My Lords, I add my voice in paying tribute to the commission chaired by the noble and right reverend Lord, Lord Harries, who very generously
pointed out that it was a team effort. I am sure that it was, but it is remarkable that his report has been produced in only five weeks.
In the particular area that we are discussing on these amendments, it shows how, if the Government listen to the commission’s report and take account of it, there is a way forward whereby we can achieve what we are all looking for—to protect democracy but not see it overwhelmed by outside lobbying of a particular kind, although that lobbying may be worthy in its intention. I would slightly disagree with the noble Baroness, Lady Mallalieu. I am new to this House and may be misinterpreting things, but I do not think that we should always take a package as a whole—either the Government’s or the commission’s package. I do not think that that is the spirit of this House. What we can do, in reference to her view that we should have a view about the role of civil society, is to take into account the spirit of what lies behind the views expressed in detail, point by point, in the commission’s report. The Government would be well advised to do that.
I refer, too, to remarks made by my noble friend Lord Greaves. With regard to what he said on an earlier amendment, we are in some danger in looking just at charities and non-political party campaigners and forgetting the main body of people—the PBI, or poor bloody infantry of an election, the candidates and parties who have to go through the whole wretched business of fighting elections. That is something that we should not forget in concentrating, as we obviously are today, on the problems for charities in the electoral process. Let us not forget what a general election is all about. I know it very well, having fought 10 elections myself, with varied success.

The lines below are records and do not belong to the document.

//! Formatter settings
//!
//! [`Settings`] is a read-only snapshot of the `cmake-formatter` configuration
//! namespace. Hosts produce a fresh snapshot for every operation; nothing in
//! the core caches it.
//!
//! The same shape is accepted from editor JSON (camelCase keys) and from
//! `.cmake-formatter.toml` files (camelCase or snake_case keys):
//!
//! ```toml
//! executablePath = "/usr/local/bin/cmake-format"
//! arguments = ["--line-width", "100", "-"]
//! neededVersion = "0.6.13"
//! formatOnSave = true
//! logLevel = "warn"
//! ```

use crate::error::{FormatError, FormatResult};
use schemars::JsonSchema;
use serde::{Deserialize, Deserializer, Serialize};
use std::fmt;
use std::path::Path;

/// Configuration namespace used by editors (`cmake-formatter.formatOnSave`, ...).
pub const CONFIG_SECTION: &str = "cmake-formatter";

/// File name looked up by hosts that read settings from disk.
pub const CONFIG_FILE_NAME: &str = ".cmake-formatter.toml";

/// Verbosity of the coordinator's own log lines.
///
/// Ordered from least to most verbose; a line is emitted when its level is
/// less than or equal to the configured one.
#[derive(
    Debug, Clone, Copy, Default, PartialEq, Eq, PartialOrd, Ord, Hash, Serialize, JsonSchema,
)]
#[serde(rename_all = "lowercase")]
pub enum LogLevel {
    Error,
    Warn,
    #[default]
    Info,
}

impl LogLevel {
    /// Parse a level name. Unknown names yield `None`.
    pub fn parse(value: &str) -> Option<Self> {
        match value.trim().to_ascii_lowercase().as_str() {
            "error" => Some(LogLevel::Error),
            "warn" | "warning" => Some(LogLevel::Warn),
            "info" => Some(LogLevel::Info),
            _ => None,
        }
    }

    /// Whether a line at `level` passes this threshold.
    pub fn allows(self, level: LogLevel) -> bool {
        level <= self
    }

    pub fn as_str(self) -> &'static str {
        match self {
            LogLevel::Error => "error",
            LogLevel::Warn => "warn",
            LogLevel::Info => "info",
        }
    }
}

impl fmt::Display for LogLevel {
    fn fmt(&self, f: &mut fmt::Formatter<'_>) -> fmt::Result {
        f.write_str(self.as_str())
    }
}

// Unknown level names fall back to the default instead of failing the whole
// snapshot.
impl<'de> Deserialize<'de> for LogLevel {
    fn deserialize<D: Deserializer<'de>>(deserializer: D) -> Result<Self, D::Error> {
        let raw = String::deserialize(deserializer)?;
        Ok(LogLevel::parse(&raw).unwrap_or_default())
    }
}

/// Snapshot of the formatter settings.
#[derive(Debug, Clone, Default, PartialEq, Eq, Serialize, Deserialize, JsonSchema)]
#[serde(default, rename_all = "camelCase")]
pub struct Settings {
    /// Format CMake files automatically after they are saved.
    #[serde(alias = "format_on_save", deserialize_with = "null_as_default")]
    #[schemars(description = "Format CMake files automatically after they are saved")]
    pub format_on_save: bool,

    /// Path to the `cmake-format` executable. Empty means unset.
    #[serde(alias = "executable_path", deserialize_with = "null_as_default")]
    #[schemars(description = "Absolute path to the cmake-format executable")]
    pub executable_path: String,

    /// Extra arguments passed before the document path, in order.
    #[serde(deserialize_with = "null_as_default")]
    #[schemars(description = "Extra arguments passed to cmake-format before the file path")]
    pub arguments: Vec<String>,

    /// Version string `cmake-format --version` is expected to print.
    #[serde(alias = "needed_version")]
    #[schemars(
        description = "Expected output of `cmake-format --version`; a warning is shown on mismatch"
    )]
    pub needed_version: Option<String>,

    #[serde(alias = "log_level", deserialize_with = "null_as_default")]
    #[schemars(description = "Verbosity of formatter log output: error, warn or info")]
    pub log_level: LogLevel,
}

// Editors report unset keys as `null`; such a key takes its default and the
// rest of the snapshot is kept.
fn null_as_default<'de, D, T>(deserializer: D) -> Result<T, D::Error>
where
    D: Deserializer<'de>,
    T: Deserialize<'de> + Default,
{
    Ok(Option::<T>::deserialize(deserializer)?.unwrap_or_default())
}

impl Settings {
    /// Parse settings from a JSON value as sent by editors.
    ///
    /// Accepts either the bare section object or an object wrapping it under
    /// [`CONFIG_SECTION`]. `null` yields the defaults.
    pub fn from_json(value: serde_json::Value) -> FormatResult<Self> {
        let value = match value {
            serde_json::Value::Null => return Ok(Self::default()),
            serde_json::Value::Object(mut map) if map.contains_key(CONFIG_SECTION) => {
                map.remove(CONFIG_SECTION).unwrap_or_default()
            }
            other => other,
        };

        if value.is_null() {
            return Ok(Self::default());
        }

        serde_json::from_value(value).map_err(|e| FormatError::Settings {
            message: e.to_string(),
        })
    }

    /// Parse settings from TOML text.
    pub fn from_toml_str(content: &str) -> FormatResult<Self> {
        toml::from_str(content).map_err(|e| FormatError::Settings {
            message: e.to_string(),
        })
    }

    /// Load settings from a TOML file.
    pub fn load(path: &Path) -> FormatResult<Self> {
        let content = std::fs::read_to_string(path).map_err(|e| FormatError::FileRead {
            path: path.to_path_buf(),
            source: e,
        })?;
        Self::from_toml_str(&content)
    }

    /// Find the nearest [`CONFIG_FILE_NAME`] in `start` or its ancestors.
    pub fn discover(start: &Path) -> Option<std::path::PathBuf> {
        start
            .ancestors()
            .map(|dir| dir.join(CONFIG_FILE_NAME))
            .find(|candidate| candidate.is_file())
    }

    /// Configured version requirement, with empty strings treated as unset.
    pub fn required_version(&self) -> Option<&str> {
        self.needed_version
            .as_deref()
            .map(str::trim)
            .filter(|v| !v.is_empty())
    }

    /// Generate the JSON schema describing these settings.
    pub fn json_schema() -> serde_json::Value {
        let schema = schemars::schema_for!(Settings);
        serde_json::to_value(&schema).unwrap_or(serde_json::Value::Null)
    }
}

To come to the point of the amendments, there is sense in exempting directly employed staff for the 2015 general election. It is true that the Electoral Commission has said in principle that party staff who are directly employed and full time should be included in election expenses; that would be something that it would want to press. But one accepts that in the context that we are now talking about, in the short time before the next general election, sorting all this out would be very difficult and would pose huge problems for many charities, which may have very large staffs. Most associations that fight general elections have extremely small staffs—almost no full-time staff, in many cases—and exist entirely on volunteers. We tend to forget that. I am not speaking on the Electoral Commission’s behalf, as I keep stressing, but that is something that it has wisely said.
I disagree with my noble friend Lord Tyler, in that I do not think that it would help to try to differentiate between the activities undertaken by paid staff; you either exempt them as a block or you include them. In the case of the next general election, as it says in the briefing from the Electoral Commission, they should be excluded temporarily, while the whole business of whether full-time staff should be included in future could be looked at in the review that the Government have promised for after the next general election.